Long orphaned, sorghum farming finds a new home in economy

Long orphaned, sorghum farming finds a new home in economy


Long-abandoned and regarded as an ‘orphaned’ crop, sorghum, is making a strong comeback in Kenya’s agricultural setup as the country looks to bolster its food stocks and rein in lifestyle-related diseases.

Beverage makes as well as flour millers are also cashing in on renewed interest to bolster their drink portfolios, in turn providing incentives to farmers to venture into sorghum productions as commercial venture as opposed to a subsistence crop.

Sorghum is Africa’s second most important cereal because it is the primary source of daily calories for approximately 300 million people.

However, the crops had vanished from Kenyan farms as a result of large-scale maize farming in areas that traditionally grew sorghum and its “sister” crop, millet.

In Kenya, the crop thrives in former Western Province, Nyanza and parts of Rift valley. It is drought resistant and heat tolerant, which makes it popular in drier areas of Kenya.

However, sorghum does well also in areas with heavy rainfall. Given its importance as a staple crop and ease of farming, crops scientists are now developing sorghum with enhanced nutrients to improve the health of millions of people.

In the former Western Province, sorghum is grown mainly in Bungoma, Busia and Kakamega counties.

In Bungoma it is grown in Tuuti Marakalu Ward, some parts of Luuya Bwake Ward and Sang’alo West Ward. Like the rest of western Kenya, the regions receive rain throughout the year save for brief low-rain spells between December and February.

Unlike one-season crops like maize, the sorghum gadam variety matures in four months, which means that it can be cultivated twice in a year, thus increasing the level of production.
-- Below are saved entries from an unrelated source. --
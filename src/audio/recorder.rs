//! Microphone recorder: capture, live level metering and silence trimming.
//!
//! # Design
//!
//! `cpal::Stream` is `!Send`, so the stream lives on a dedicated
//! `audio-capture` control thread that owns it for the duration of a
//! recording.  [`Recorder`] is the `Send + Sync` handle the orchestrator
//! uses: `start()` / `stop()` are forwarded to the control thread over a
//! command channel, while the buffer, the capture flag and the live level
//! share a single mutex that the cpal callback also takes — the callback
//! never blocks on anything else.
//!
//! [`Recorder::detached`] constructs a recorder without a device thread;
//! tests feed chunks straight through [`Recorder::ingest`], the same path
//! the real callback uses.
//!
//! # Silence trimming
//!
//! `stop()` resamples the native-rate mono buffer to 16 kHz, converts to
//! i16 PCM, drops leading/trailing spans whose amplitude never exceeds the
//! configured threshold (keeping a short padding on each side), and returns
//! the kept span normalized back to f32.  A recording with no voiced sample
//! at all comes back empty.

use std::sync::mpsc::{sync_channel, Receiver, Sender, SyncSender};
use std::sync::{mpsc, Arc, Mutex};

use cpal::traits::{DeviceTrait, HostTrait, StreamTrait};
use thiserror::Error;

use crate::config::AudioConfig;

use super::resample::{pcm16_to_f32, resample_to_16k, scale_to_pcm16, stereo_to_mono};

// ---------------------------------------------------------------------------
// CaptureError
// ---------------------------------------------------------------------------

/// Errors raised while acquiring or releasing the microphone.
#[derive(Debug, Error)]
pub enum CaptureError {
    /// No input device is available on the default host.
    #[error("no audio input device available")]
    NoInputDevice,

    /// The default input configuration could not be queried or is unusable.
    #[error("cannot configure audio input device: {0}")]
    DeviceConfig(String),

    /// cpal failed to build the input stream.
    #[error("cannot build audio input stream: {0}")]
    BuildStream(String),

    /// cpal failed to start the input stream.
    #[error("cannot start audio input stream: {0}")]
    PlayStream(String),

    /// The capture control thread is gone.
    #[error("audio capture thread is not running")]
    WorkerGone,
}

// ---------------------------------------------------------------------------
// Recorder
// ---------------------------------------------------------------------------

struct RecorderInner {
    /// Mono samples at `source_rate`, accumulated while capturing.
    frames: Vec<f32>,
    /// Native rate of the frames currently in the buffer.
    source_rate: u32,
    /// Smoothed loudness in [0, 1] for the UI meter.
    live_level: f32,
    /// Whether a recording is in flight.  The callback drops chunks that
    /// arrive outside a recording (stream teardown races the last callback).
    capturing: bool,
}

enum StreamCommand {
    Start(SyncSender<Result<(), CaptureError>>),
    Stop(SyncSender<()>),
}

/// Thread-safe microphone recorder handle.
pub struct Recorder {
    config: AudioConfig,
    inner: Arc<Mutex<RecorderInner>>,
    control: Option<Sender<StreamCommand>>,
}

impl Recorder {
    /// Create a recorder backed by the default input device.
    ///
    /// The device is not touched until [`start`](Self::start).
    pub fn new(config: AudioConfig) -> Self {
        let inner = Arc::new(Mutex::new(RecorderInner {
            frames: Vec::new(),
            source_rate: config.sample_rate,
            live_level: 0.0,
            capturing: false,
        }));

        let (tx, rx) = mpsc::channel();
        let thread_inner = Arc::clone(&inner);
        let gain = config.level_gain;
        std::thread::Builder::new()
            .name("audio-capture".into())
            .spawn(move || control_loop(rx, thread_inner, gain))
            .expect("failed to spawn audio-capture thread");

        Self {
            config,
            inner,
            control: Some(tx),
        }
    }

    /// Create a recorder with no device thread.  `start`/`stop` only toggle
    /// the capture flag; audio is supplied through [`ingest`](Self::ingest).
    pub fn detached(config: AudioConfig) -> Self {
        let inner = Arc::new(Mutex::new(RecorderInner {
            frames: Vec::new(),
            source_rate: config.sample_rate,
            live_level: 0.0,
            capturing: false,
        }));
        Self {
            config,
            inner,
            control: None,
        }
    }

    /// Whether a recording is currently in flight.
    pub fn is_recording(&self) -> bool {
        self.inner.lock().unwrap().capturing
    }

    /// Begin capturing.  Idempotent: a no-op while already recording.
    ///
    /// # Errors
    ///
    /// Propagates device acquisition failures; the recorder is left idle.
    pub fn start(&self) -> Result<(), CaptureError> {
        {
            let mut inner = self.inner.lock().unwrap();
            if inner.capturing {
                return Ok(());
            }
            inner.frames.clear();
            inner.live_level = 0.0;
            inner.capturing = true;
        }

        if let Some(control) = &self.control {
            let (reply_tx, reply_rx) = sync_channel(1);
            let sent = control.send(StreamCommand::Start(reply_tx)).is_ok();
            let result = if sent {
                reply_rx.recv().unwrap_or(Err(CaptureError::WorkerGone))
            } else {
                Err(CaptureError::WorkerGone)
            };

            if let Err(e) = result {
                self.inner.lock().unwrap().capturing = false;
                return Err(e);
            }
        }

        Ok(())
    }

    /// Stop capturing and return the trimmed recording as 16 kHz mono f32
    /// samples in [-1, 1].  Empty when nothing exceeded the silence
    /// threshold, or when no recording was in flight.
    pub fn stop(&self) -> Result<Vec<f32>, CaptureError> {
        {
            let mut inner = self.inner.lock().unwrap();
            if !inner.capturing {
                return Ok(Vec::new());
            }
            // Flag first so the callback stops appending while the stream
            // is torn down.
            inner.capturing = false;
        }

        if let Some(control) = &self.control {
            let (reply_tx, reply_rx) = sync_channel(1);
            if control.send(StreamCommand::Stop(reply_tx)).is_err() || reply_rx.recv().is_err() {
                return Err(CaptureError::WorkerGone);
            }
        }

        let (frames, source_rate) = {
            let mut inner = self.inner.lock().unwrap();
            inner.live_level = 0.0;
            (std::mem::take(&mut inner.frames), inner.source_rate)
        };

        if frames.is_empty() {
            return Ok(Vec::new());
        }

        let mono_16k = resample_to_16k(&frames, source_rate);
        let pcm = scale_to_pcm16(&mono_16k);
        let pad = (self.config.silence_padding_secs * self.config.sample_rate as f32) as usize;
        let kept = trim_silence(&pcm, self.config.silence_threshold, pad);

        Ok(pcm16_to_f32(kept))
    }

    /// Smoothed loudness of the recording in flight, in [0, 1].
    pub fn live_level(&self) -> f32 {
        self.inner.lock().unwrap().live_level
    }

    /// Reset the loudness meter to zero.
    pub fn reset_live_level(&self) {
        self.inner.lock().unwrap().live_level = 0.0;
    }

    /// Append a mono chunk and update the live level — the path the device
    /// callback feeds.  Chunks arriving while not capturing are dropped.
    pub fn ingest(&self, mono: &[f32]) {
        ingest_chunk(&self.inner, self.config.level_gain, mono);
    }
}

/// Shared between [`Recorder::ingest`] and the cpal data callback.
fn ingest_chunk(inner: &Mutex<RecorderInner>, level_gain: f32, mono: &[f32]) {
    let instant = chunk_level(mono, level_gain);

    let mut guard = inner.lock().unwrap();
    if !guard.capturing {
        return;
    }
    guard.frames.extend_from_slice(mono);
    // Smooth sudden jumps a little so the indicator feels stable.
    guard.live_level = (guard.live_level * 0.60 + instant * 0.40).clamp(0.0, 1.0);
}

/// Gain-scaled RMS of a chunk, clamped to [0, 1].  The gain expands
/// low-level speech dynamics so quiet speech still moves the meter.
pub fn chunk_level(mono: &[f32], gain: f32) -> f32 {
    if mono.is_empty() {
        return 0.0;
    }
    let mean_sq = mono.iter().map(|s| s * s).sum::<f32>() / mono.len() as f32;
    (mean_sq.sqrt() * gain).clamp(0.0, 1.0)
}

// ---------------------------------------------------------------------------
// Silence trimming
// ---------------------------------------------------------------------------

/// Keep the span from the first to the last sample whose absolute amplitude
/// exceeds `threshold`, padded by `pad` samples on each side (clamped to the
/// buffer).  Returns an empty slice when no sample exceeds the threshold.
pub fn trim_silence(samples: &[i16], threshold: i32, pad: usize) -> &[i16] {
    let exceeds = |s: &i16| (*s as i32).abs() > threshold;

    let first = match samples.iter().position(exceeds) {
        Some(i) => i,
        None => return &[],
    };
    // A voiced sample exists, so rposition is Some.
    let last = samples.iter().rposition(exceeds).unwrap_or(first);

    let start = first.saturating_sub(pad);
    let end = (last + pad + 1).min(samples.len());
    &samples[start..end]
}

// ---------------------------------------------------------------------------
// cpal control thread
// ---------------------------------------------------------------------------

/// Owns the `!Send` stream.  One command at a time; the stream is dropped on
/// `Stop` or when the command channel closes.
fn control_loop(rx: Receiver<StreamCommand>, inner: Arc<Mutex<RecorderInner>>, gain: f32) {
    let mut active: Option<cpal::Stream> = None;

    while let Ok(cmd) = rx.recv() {
        match cmd {
            StreamCommand::Start(reply) => {
                let result = open_stream(&inner, gain);
                let outcome = match result {
                    Ok(stream) => {
                        active = Some(stream);
                        Ok(())
                    }
                    Err(e) => Err(e),
                };
                let _ = reply.send(outcome);
            }
            StreamCommand::Stop(reply) => {
                // Dropping the stream releases the OS audio resource.
                active = None;
                let _ = reply.send(());
            }
        }
    }
}

fn open_stream(
    inner: &Arc<Mutex<RecorderInner>>,
    gain: f32,
) -> Result<cpal::Stream, CaptureError> {
    let host = cpal::default_host();
    let device = host
        .default_input_device()
        .ok_or(CaptureError::NoInputDevice)?;

    let supported = device
        .default_input_config()
        .map_err(|e| CaptureError::DeviceConfig(e.to_string()))?;

    if supported.sample_format() != cpal::SampleFormat::F32 {
        return Err(CaptureError::DeviceConfig(format!(
            "unsupported sample format {:?}",
            supported.sample_format()
        )));
    }

    let config: cpal::StreamConfig = supported.into();
    let channels = config.channels;
    inner.lock().unwrap().source_rate = config.sample_rate.0;

    log::debug!(
        "audio: opening input stream ({} Hz, {} ch)",
        config.sample_rate.0,
        channels
    );

    let data_inner = Arc::clone(inner);
    let stream = device
        .build_input_stream(
            &config,
            move |data: &[f32], _: &cpal::InputCallbackInfo| {
                let mono = stereo_to_mono(data, channels);
                ingest_chunk(&data_inner, gain, &mono);
            },
            |e| log::warn!("audio: stream error: {e}"),
            None,
        )
        .map_err(|e| CaptureError::BuildStream(e.to_string()))?;

    stream
        .play()
        .map_err(|e| CaptureError::PlayStream(e.to_string()))?;

    Ok(stream)
}

// ---------------------------------------------------------------------------
// Tests
// ---------------------------------------------------------------------------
In Bungoma, three main varieties of sorghum are grown that include grain, sweet and broom sorghum. Other varieties, seredo, serena, mtama 1 and mtama 2.
Interviewed Bungoma County Crop Officer Ndirangu Teresia said the county is changing the narrative of sorghum as an ‘orphaned’ crop to that of a highly valued crop.

With more farmers taking to sorghum cultivation, Mrs Ndirangu says, there are plans to invite flour milling companies to set up shop in the county to enhance the status of sorghum to a cash crop.

It is expected that the domino effect of production of sorghum commercial scale result in creation of job opportunities for youths and enhance economic development of the county in general.

Ndirangu said that farmers are given enough seeds to plant during the rainy season. Approximately 350 acres of land are under sorghum cultivation, with 1,235 farmers involved in the production of the crop.

In order to increase production, registered farmers are given seeds by the ministry of agriculture as incentives to increases the acreage under sorghum production.

Given the long tradition of sorghum production and consumption in the region, which slowed as maize was deemed to have a higher market value, the incentives provided by time ministry have hastened its acceptability as more farmers embrace the crop.


Titus Wamalwa is one of the sorghum farmers. KNA found him working on his farms at Luuya in Bwake Ward of Bungoma County. He says growing sorghum is one of the best things that happened to him because sorghum does not require a lot of human capital compared with maize and beans, also grown in the region.

Unlike other crops, sorghum has no specific season as it is drought resistant and does well in rainy conditions.

Mr Wamalwa grows gadam variety, which he finds cheap as seeds are readily available in all leading agrovet shops in the county.

It takes four-to-six months to mature, which means it can be grown twice a year that makes it ideal for agribusiness. He describes the gadam variety as grey and tolerant to bird invasion, foliar diseases and stem borers. It is also a good source of malt and can yield up to 500 kilograms per acre.

Besides its value as food, Alice Wanjala, a small-scale sorghum farmer says sorghum helps boost soil fertility due to its high level of nitrates, hence if intercropped with other crops it maximizes the yield.

Alice has been growing sorghum for the past five years, and from experience encourages local farmers to venture into its production. The farmer wants her county government to build a sorghum milling factory to provide a marketing for the produce.

The Kenya Cereal Enhancement Programme and Tegemeo Institute of Agricultural Policy and Development helps sorghum famers to manage and spread cultivation of the crop in the county.

Kenya Breweries Ltd is the main buyer of the crop and monitors and tracks sorghum grown by farmers. It is used to brew Senator Keg beer, now popular as demand rises.

With the new technology Kenya Breweries uses to monitor the quality of the sorghum, farmers are tracked in real time and the buyer gets reports from the field in real time.

The brewer is therefore able to keep a record of the farmer’s details and also monitor performance of the crop using google maps to ensure that they get sorghum from contracted farmers only.

At household level, Ndirangu says farmers do value addition by using sorghum flour to make biscuits, buns and supplying the same to shops and supermarkets. She encourages farmers to take up sorghum farming, noting that, although it requires dedication and the latest farming practices, it can turn around the fortunes of farmers in just a few seasons.